The architect said having pipes running through the EWI, which is the case on the estate, is problematic, and even if the outside is fireproof metal, the inside is “basically polystyrene”.

“The alarm bells started ringing for us when the council brought in an EWI seller to talk to residents,” he said. “They provide it to the contractor, and they are not experts at fitting it. No one takes any responsibility. It’s pretty scary stuff.

“Our questions have never really been answered. They just say: ‘It will be fine – we’ve done it before.’

“It’s a top-down issue from the government. There’s no incentive for anybody to question it. It’s to tick a box but they are dealing with people’s homes, it’s really frightening.”
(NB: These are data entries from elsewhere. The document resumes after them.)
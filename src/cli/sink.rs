//! Where retrieved passwords go: the clipboard or stdout.

use std::io::Write;
use std::time::Duration;

use zeroize::Zeroizing;

use crate::cli::output;
use crate::console::SecretSink;
use crate::errors::{PwStoreError, Result};

/// Whether we are running inside an SSH session.
pub fn in_ssh_session() -> bool {
    std::env::var_os("SSH_CLIENT").is_some() && std::env::var_os("SSH_CONNECTION").is_some()
}

/// Prints the secret on its own line.
pub struct StdoutSink<W: Write> {
    out: W,
}

impl<W: Write> StdoutSink<W> {
    pub fn new(out: W) -> Self {
        Self { out }
    }
}

impl<W: Write> SecretSink for StdoutSink<W> {
    fn deliver(&mut self, secret: &str) -> Result<()> {
        writeln!(self.out, "{secret}")?;
        self.out.flush()?;
        Ok(())
    }
}

/// Copies the secret to the clipboard and clears it again after a delay.
///
/// `deliver` blocks until the clipboard has been cleared.
pub struct ClipboardSink {
    clear_after: Duration,
}

impl ClipboardSink {
    /// Fails inside an SSH session, where the clipboard would be the
    /// remote machine's.
    pub fn new(clear_after: Duration) -> Result<Self> {
        if in_ssh_session() {
            return Err(PwStoreError::ClipboardError(
                "refusing to use the clipboard over SSH; pass -o to print to stdout".into(),
            ));
        }
        Ok(Self { clear_after })
    }
}

impl SecretSink for ClipboardSink {
    fn deliver(&mut self, secret: &str) -> Result<()> {
        let mut clipboard =
            arboard::Clipboard::new().map_err(|e| PwStoreError::ClipboardError(e.to_string()))?;
        clipboard
            .set_text(secret)
            .map_err(|e| PwStoreError::ClipboardError(e.to_string()))?;

        output::info(&format!(
            "Copied to clipboard; clearing in {} seconds.",
            self.clear_after.as_secs()
        ));
        std::thread::sleep(self.clear_after);

        // Leave the clipboard alone if something else was copied meanwhile.
        let still_ours = holds_secret(clipboard.get_text(), secret);
        if still_ours {
            clipboard
                .clear()
                .map_err(|e| PwStoreError::ClipboardError(e.to_string()))?;
        }
        tracing::debug!(cleared = still_ours, "clipboard timeout elapsed");
        Ok(())
    }
}

/// Whether the clipboard contents read back equal `secret`. The copy
/// read back is zeroed before returning.
fn holds_secret(contents: std::result::Result<String, arboard::Error>, secret: &str) -> bool {
    match contents {
        Ok(text) => Zeroizing::new(text).as_str() == secret,
        Err(_) => false,
    }
}

/// Pick the sink the flags ask for.
pub fn make_sink(stdout: bool, clear_after: Duration) -> Result<Box<dyn SecretSink>> {
    if stdout {
        Ok(Box::new(StdoutSink::new(std::io::stdout())))
    } else {
        Ok(Box::new(ClipboardSink::new(clear_after)?))
    }
}

impl<S: SecretSink + ?Sized> SecretSink for Box<S> {
    fn deliver(&mut self, secret: &str) -> Result<()> {
        (**self).deliver(secret)
    }
}
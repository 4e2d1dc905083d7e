//! Screen contents for the retrieval console.
//!
//! Rendering is a pure function of a `View`; it never touches the store.

use std::fmt::Write as _;

use super::Mode;
use crate::store::{Credential, CredentialId};

const SEPARATOR: &str = "_________________________________________\n\n";

const HELP_HEADER: &str = "\
Type to filter by url or username. Enter switches to command mode.
Commands: q quit | k clear filter | h help | l list all | <digits> Enter retrieve id
";

const HELP_DETAIL: &str = "\
C-g cancels (closes help and list, drops a pending id).
C-x quits from any mode. C-c quits once in command mode.
";

/// Everything one frame shows.
pub struct View<'a> {
    pub mode: Mode,
    pub filter: &'a str,
    pub ticket: &'a str,
    pub show_help: bool,
    pub matches: &'a [(CredentialId, Credential)],
    pub dump: Option<&'a [(CredentialId, Credential)]>,
    pub status: Option<&'a str>,
}

/// Render a full frame, passwords masked.
pub fn render(view: &View<'_>) -> String {
    let mut out = String::new();
    out.push_str(HELP_HEADER);
    out.push_str(SEPARATOR);

    if view.show_help {
        out.push_str(HELP_DETAIL);
        out.push_str(SEPARATOR);
    }

    match view.mode {
        Mode::Normal => {
            let _ = writeln!(out, "filter> {}", view.filter);
        }
        Mode::Command => {
            let _ = writeln!(out, "command [{}]> ", view.filter);
        }
        Mode::Accumulate => {
            let _ = writeln!(out, "id> {}", view.ticket);
        }
    }
    out.push_str(SEPARATOR);

    if let Some(status) = view.status {
        let _ = writeln!(out, "{status}");
        out.push_str(SEPARATOR);
    }

    if !view.matches.is_empty() {
        push_entries(&mut out, view.matches);
        out.push_str(SEPARATOR);
    }

    if let Some(dump) = view.dump {
        push_entries(&mut out, dump);
    }

    out
}

fn push_entries(out: &mut String, entries: &[(CredentialId, Credential)]) {
    for (id, record) in entries {
        let _ = writeln!(out, "{id:>4}  {record}");
    }
}
use std::path::{Path, PathBuf};
use std::time::Duration;

use serde::{Deserialize, Serialize};

use crate::errors::{PwStoreError, Result};

/// User configuration, loaded from `.pwstore.toml`.
///
/// Every field has a sensible default so pwstore works out-of-the-box
/// without any config file at all.
#[derive(Debug, Clone, Serialize, Deserialize)]
pub struct Settings {
    /// Database file used when neither `-f` nor `PWSTORE_DB_FILE` is given.
    #[serde(default = "default_db_file")]
    pub default_db_file: String,

    /// Argon2 memory cost in KiB (default: 64 MB).
    #[serde(default = "default_argon2_memory_kib")]
    pub argon2_memory_kib: u32,

    /// Argon2 iteration count (default: 3).
    #[serde(default = "default_argon2_iterations")]
    pub argon2_iterations: u32,

    /// Argon2 parallelism degree (default: 4).
    #[serde(default = "default_argon2_parallelism")]
    pub argon2_parallelism: u32,

    /// Seconds of inactivity before the interactive console re-locks.
    #[serde(default = "default_idle_lock_secs")]
    pub idle_lock_secs: u64,

    /// Console poll interval in milliseconds.
    #[serde(default = "default_poll_interval_ms")]
    pub poll_interval_ms: u64,

    /// Seconds a retrieved password stays on the clipboard.
    #[serde(default = "default_clipboard_clear_secs")]
    pub clipboard_clear_secs: u64,

    /// Ask the user to confirm the last-modification date after opening.
    #[serde(default = "default_confirm_last_write")]
    pub confirm_last_write: bool,
}

// ── Serde default helpers ────────────────────────────────────────────

fn default_db_file() -> String {
    ".pwstore.crypt".to_string()
}

fn default_argon2_memory_kib() -> u32 {
    65_536 // 64 MB
}

fn default_argon2_iterations() -> u32 {
    3
}

fn default_argon2_parallelism() -> u32 {
    4
}

fn default_idle_lock_secs() -> u64 {
    120
}

fn default_poll_interval_ms() -> u64 {
    150
}

fn default_clipboard_clear_secs() -> u64 {
    10
}

fn default_confirm_last_write() -> bool {
    true
}

// ── Implementation ───────────────────────────────────────────────────

impl Default for Settings {
    fn default() -> Self {
        Self {
            default_db_file: default_db_file(),
            argon2_memory_kib: default_argon2_memory_kib(),
            argon2_iterations: default_argon2_iterations(),
            argon2_parallelism: default_argon2_parallelism(),
            idle_lock_secs: default_idle_lock_secs(),
            poll_interval_ms: default_poll_interval_ms(),
            clipboard_clear_secs: default_clipboard_clear_secs(),
            confirm_last_write: default_confirm_last_write(),
        }
    }
}

impl Settings {
    /// Name of the config file we look for in the working directory.
    const FILE_NAME: &'static str = ".pwstore.toml";

    /// Load settings from `<dir>/.pwstore.toml`.
    ///
    /// If the file does not exist, sensible defaults are returned.
    /// If the file exists but cannot be parsed, an error is returned.
    pub fn load(dir: &Path) -> Result<Self> {
        let config_path = dir.join(Self::FILE_NAME);

        if !config_path.exists() {
            return Ok(Self::default());
        }

        let contents = std::fs::read_to_string(&config_path)?;

        let settings: Settings = toml::from_str(&contents).map_err(|e| {
            PwStoreError::ConfigError(format!("Failed to parse {}: {e}", config_path.display()))
        })?;

        tracing::debug!(path = %config_path.display(), "loaded settings");
        Ok(settings)
    }

    /// Resolve the database path: an explicit path wins, otherwise the
    /// configured default relative to `dir`.
    pub fn db_path(&self, dir: &Path, explicit: Option<&Path>) -> PathBuf {
        match explicit {
            Some(path) => path.to_path_buf(),
            None => dir.join(&self.default_db_file),
        }
    }

    /// Convert the Argon2 settings into crypto-layer params.
    pub fn argon2_params(&self) -> crate::crypto::kdf::Argon2Params {
        crate::crypto::kdf::Argon2Params {
            memory_kib: self.argon2_memory_kib,
            iterations: self.argon2_iterations,
            parallelism: self.argon2_parallelism,
        }
    }

    pub fn idle_lock(&self) -> Duration {
        Duration::from_secs(self.idle_lock_secs)
    }

    pub fn poll_interval(&self) -> Duration {
        Duration::from_millis(self.poll_interval_ms)
    }

    pub fn clipboard_clear(&self) -> Duration {
        Duration::from_secs(self.clipboard_clear_secs)
    }
}

// ── Tests ────────────────────────────────────────────────────────────

#[cfg(test)]
mod tests {
    use super::*;
    use std::fs;
    use tempfile::TempDir;

    #[test]
    fn default_settings_are_sensible() {
        let s = Settings::default();
        assert_eq!(s.default_db_file, ".pwstore.crypt");
        assert_eq!(s.argon2_memory_kib, 65_536);
        assert_eq!(s.argon2_iterations, 3);
        assert_eq!(s.argon2_parallelism, 4);
        assert_eq!(s.idle_lock(), Duration::from_secs(120));
        assert_eq!(s.poll_interval(), Duration::from_millis(150));
        assert!(s.confirm_last_write);
    }

    #[test]
    fn load_returns_defaults_when_no_config_file() {
        let tmp = TempDir::new().unwrap();
        let settings = Settings::load(tmp.path()).unwrap();
        assert_eq!(settings.default_db_file, ".pwstore.crypt");
    }

    #[test]
    fn load_parses_toml_file() {
        let tmp = TempDir::new().unwrap();
        let config = r#"
default_db_file = "secrets.crypt"
argon2_memory_kib = 131072
argon2_iterations = 5
argon2_parallelism = 8
idle_lock_secs = 30
poll_interval_ms = 100
clipboard_clear_secs = 5
confirm_last_write = false
"#;
        fs::write(tmp.path().join(".pwstore.toml"), config).unwrap();

        let settings = Settings::load(tmp.path()).unwrap();
        assert_eq!(settings.default_db_file, "secrets.crypt");
        assert_eq!(settings.argon2_memory_kib, 131_072);
        assert_eq!(settings.argon2_iterations, 5);
        assert_eq!(settings.argon2_parallelism, 8);
        assert_eq!(settings.idle_lock(), Duration::from_secs(30));
        assert_eq!(settings.clipboard_clear(), Duration::from_secs(5));
        assert!(!settings.confirm_last_write);
    }

    #[test]
    fn load_uses_defaults_for_missing_fields() {
        let tmp = TempDir::new().unwrap();
        fs::write(tmp.path().join(".pwstore.toml"), "idle_lock_secs = 60\n").unwrap();

        let settings = Settings::load(tmp.path()).unwrap();
        assert_eq!(settings.idle_lock_secs, 60);
        assert_eq!(settings.default_db_file, ".pwstore.crypt");
        assert_eq!(settings.argon2_iterations, 3);
    }

    #[test]
    fn load_errors_on_invalid_toml() {
        let tmp = TempDir::new().unwrap();
        fs::write(tmp.path().join(".pwstore.toml"), "not valid {{toml").unwrap();

        assert!(Settings::load(tmp.path()).is_err());
    }

    #[test]
    fn db_path_prefers_explicit_path() {
        let s = Settings::default();
        let dir = Path::new("/home/user");
        assert_eq!(
            s.db_path(dir, None),
            PathBuf::from("/home/user/.pwstore.crypt")
        );
        assert_eq!(
            s.db_path(dir, Some(Path::new("/tmp/other.crypt"))),
            PathBuf::from("/tmp/other.crypt")
        );
    }
}
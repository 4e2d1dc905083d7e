//! Random password generation.
//!
//! Symbols are drawn uniformly from an alphabet using the thread-local
//! CSPRNG (ChaCha, seeded from the operating system).

use rand::Rng;
use zeroize::Zeroizing;

use crate::errors::{PwStoreError, Result};

/// Length of generated passwords.
pub const DEFAULT_PASSWORD_LEN: usize = 12;

/// Every printable ASCII character, space included.
pub fn printable_ascii() -> Vec<u8> {
    (0x20u8..=0x7e).collect()
}

/// Draw `count` symbols from `alphabet`.
///
/// Duplicate symbols in `alphabet` are collapsed first so that every
/// distinct symbol is equally likely. Tab and newline are refused since
/// they cannot be stored in a record field.
pub fn draw(count: usize, alphabet: &[u8]) -> Result<Zeroizing<String>> {
    let mut symbols: Vec<u8> = alphabet.to_vec();
    symbols.sort_unstable();
    symbols.dedup();

    if symbols.is_empty() {
        return Err(PwStoreError::EmptyOperation(
            "password alphabet is empty".into(),
        ));
    }
    if symbols.iter().any(|b| !b.is_ascii() || *b == b'\t' || *b == b'\n') {
        return Err(PwStoreError::InvalidField(
            "password alphabet must be ASCII without tab or newline".into(),
        ));
    }

    let mut rng = rand::rng();
    let mut password = Zeroizing::new(String::with_capacity(count));
    for _ in 0..count {
        let index = rng.random_range(0..symbols.len());
        password.push(char::from(symbols[index]));
    }
    Ok(password)
}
The man said some people living on estates don’t get treated with respect, and don’t know what questions to ask, but that he does.

“If you’re going to do the EWI, then you need to wrap the whole building in it,” he continued. “If you’re not doing the whole building it’s pointless.

“We have an external walkway that will be wrapped in it. If there’s a problem with it, it’s on fire – it’s crazy.”

The council said the EWI is intended to tackle the “serious damp and mould issues” on the estate, which it has been discussing with tenants and leaseholders since 2015.

But the architect said it is not the best solution. “The safest thing is to have no external wall insulation,” he said. “Do it on the inside, in flats that need it.

“The council have a duty of care – they are responsible for people’s lives. You can’t treat that lightly. There’s really unfortunate stuff going on to highlight it and we know when serious things happen that’s when people listen.”

The town hall added: “We have not made any final decisions about what materials will be used, the extent or cost of the works.

“We are also looking at options that may help reduce the cost to leaseholders.

“Leaseholders will be consulted on the works once the council’s revised proposal has been prepared and will be fully informed about the Section 20 process and timelines.”